#### What the task requires:
Only the lines below between the ones containing "stale snapshot first" and "warn!(name = %name, pid", inclusive, are to be reproduced, each exactly as it stands.

#### Entries provided:
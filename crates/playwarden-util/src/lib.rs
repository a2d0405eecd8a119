//! Shared utilities for playwarden
//!
//! This crate provides:
//! - Clock helpers (Unix seconds, mock time for development)
//! - Rolling-window constants and arithmetic
//! - Error types shared by the core
//! - Default paths for config, data, and the usage ledger

mod error;
mod paths;
mod time;

pub use error::*;
pub use paths::*;
pub use time::*;
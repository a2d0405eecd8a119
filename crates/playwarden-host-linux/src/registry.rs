//! Linux process registry implementation

use async_trait::async_trait;
use playwarden_host_api::{ProcessRegistry, StopMode, process_name_matches};
use std::sync::Mutex;
use std::time::{Duration, Instant};
use sysinfo::{Process, ProcessStatus, System};
use tracing::{debug, info, warn};

use crate::process::terminate;

/// Process table snapshots younger than this are reused across lookups
const SNAPSHOT_MAX_AGE: Duration = Duration::from_millis(50);

struct Snapshot {
    system: System,
    refreshed_at: Option<Instant>,
}

/// Process registry backed by the live process table.
///
/// `/proc/<pid>/stat` truncates names to 15 bytes, so the executable's file
/// name is also checked when it is readable.
pub struct SystemRegistry {
    snapshot: Mutex<Snapshot>,
    stop_mode: StopMode,
}

impl SystemRegistry {
    pub fn new() -> Self {
        Self::with_stop_mode(StopMode::default())
    }

    pub fn with_stop_mode(stop_mode: StopMode) -> Self {
        Self {
            snapshot: Mutex::new(Snapshot {
                system: System::new(),
                refreshed_at: None,
            }),
            stop_mode,
        }
    }

    /// Pids of live processes matching `name`, refreshing a stale snapshot first
    fn matching_pids(&self, name: &str) -> Vec<u32> {
        let mut snapshot = self.snapshot.lock().unwrap_or_else(|e| e.into_inner());
        let fresh = snapshot
            .refreshed_at
            .is_some_and(|at| at.elapsed() < SNAPSHOT_MAX_AGE);
        if !fresh {
            snapshot.system.refresh_processes();
            snapshot.refreshed_at = Some(Instant::now());
        }

        let own_pid = std::process::id();
        snapshot
            .system
            .processes()
            .iter()
            .filter(|(pid, process)| {
                pid.as_u32() != own_pid && is_live(process) && process_matches(name, process)
            })
            .map(|(pid, _)| pid.as_u32())
            .collect()
    }

    /// Force the next lookup to rescan the process table
    fn invalidate(&self) {
        let mut snapshot = self.snapshot.lock().unwrap_or_else(|e| e.into_inner());
        snapshot.refreshed_at = None;
    }
}

impl Default for SystemRegistry {
    fn default() -> Self {
        Self::new()
    }
}

fn is_live(process: &Process) -> bool {
    !matches!(process.status(), ProcessStatus::Zombie | ProcessStatus::Dead)
}

fn process_matches(name: &str, process: &Process) -> bool {
    if process_name_matches(name, process.name()) {
        return true;
    }

    process
        .exe()
        .and_then(|exe| exe.file_name())
        .and_then(|file_name| file_name.to_str())
        .is_some_and(|file_name| process_name_matches(name, file_name))
}

#[async_trait]
impl ProcessRegistry for SystemRegistry {
    async fn is_running(&self, name: &str) -> bool {
        !self.matching_pids(name).is_empty()
    }

    async fn kill(&self, name: &str) -> bool {
        let pids = self.matching_pids(name);
        if pids.is_empty() {
            debug!(name = %name, "No matching process to kill");
            return false;
        }

        let mut success = true;
        for pid in pids {
            match terminate(pid, self.stop_mode).await {
                Ok(()) => {
                    info!(name = %name, pid = pid, "Tracked process terminated");
                }
                Err(e) => {
                    warn!(name = %name, pid = pid, error = %e, "Failed to terminate tracked process");
                    success = false;
                }
            }
        }

        self.invalidate();
        success
    }
}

#### Response area:
    /// Pids of live processes matching `name`, refreshing a stale snapshot first
    fn matching_pids(&self, name: &str) -> Vec<u32> {
        let mut snapshot = self.snapshot.lock().unwrap_or_else(|e| e.into_inner());
        let fresh = snapshot
            .refreshed_at
            .is_some_and(|at| at.elapsed() < SNAPSHOT_MAX_AGE);
        if !fresh {
            snapshot.system.refresh_processes();
            snapshot.refreshed_at = Some(Instant::now());
        }

        let own_pid = std::process::id();
        snapshot
            .system
            .processes()
            .iter()
            .filter(|(pid, process)| {
                pid.as_u32() != own_pid && is_live(process) && process_matches(name, process)
            })
            .map(|(pid, _)| pid.as_u32())
            .collect()
    }

    /// Force the next lookup to rescan the process table
    fn invalidate(&self) {
        let mut snapshot = self.snapshot.lock().unwrap_or_else(|e| e.into_inner());
        snapshot.refreshed_at = None;
    }
}

impl Default for SystemRegistry {
    fn default() -> Self {
        Self::new()
    }
}

fn is_live(process: &Process) -> bool {
    !matches!(process.status(), ProcessStatus::Zombie | ProcessStatus::Dead)
}

fn process_matches(name: &str, process: &Process) -> bool {
    if process_name_matches(name, process.name()) {
        return true;
    }

    process
        .exe()
        .and_then(|exe| exe.file_name())
        .and_then(|file_name| file_name.to_str())
        .is_some_and(|file_name| process_name_matches(name, file_name))
}

#[async_trait]
impl ProcessRegistry for SystemRegistry {
    async fn is_running(&self, name: &str) -> bool {
        !self.matching_pids(name).is_empty()
    }

    async fn kill(&self, name: &str) -> bool {
        let pids = self.matching_pids(name);
        if pids.is_empty() {
            debug!(name = %name, "No matching process to kill");
            return false;
        }

        let mut success = true;
        for pid in pids {
            match terminate(pid, self.stop_mode).await {
                Ok(()) => {
                    info!(name = %name, pid = pid, "Tracked process terminated");
                }
                Err(e) => {
                    warn!(name = %name, pid = pid, error = %e, "Failed to terminate tracked process");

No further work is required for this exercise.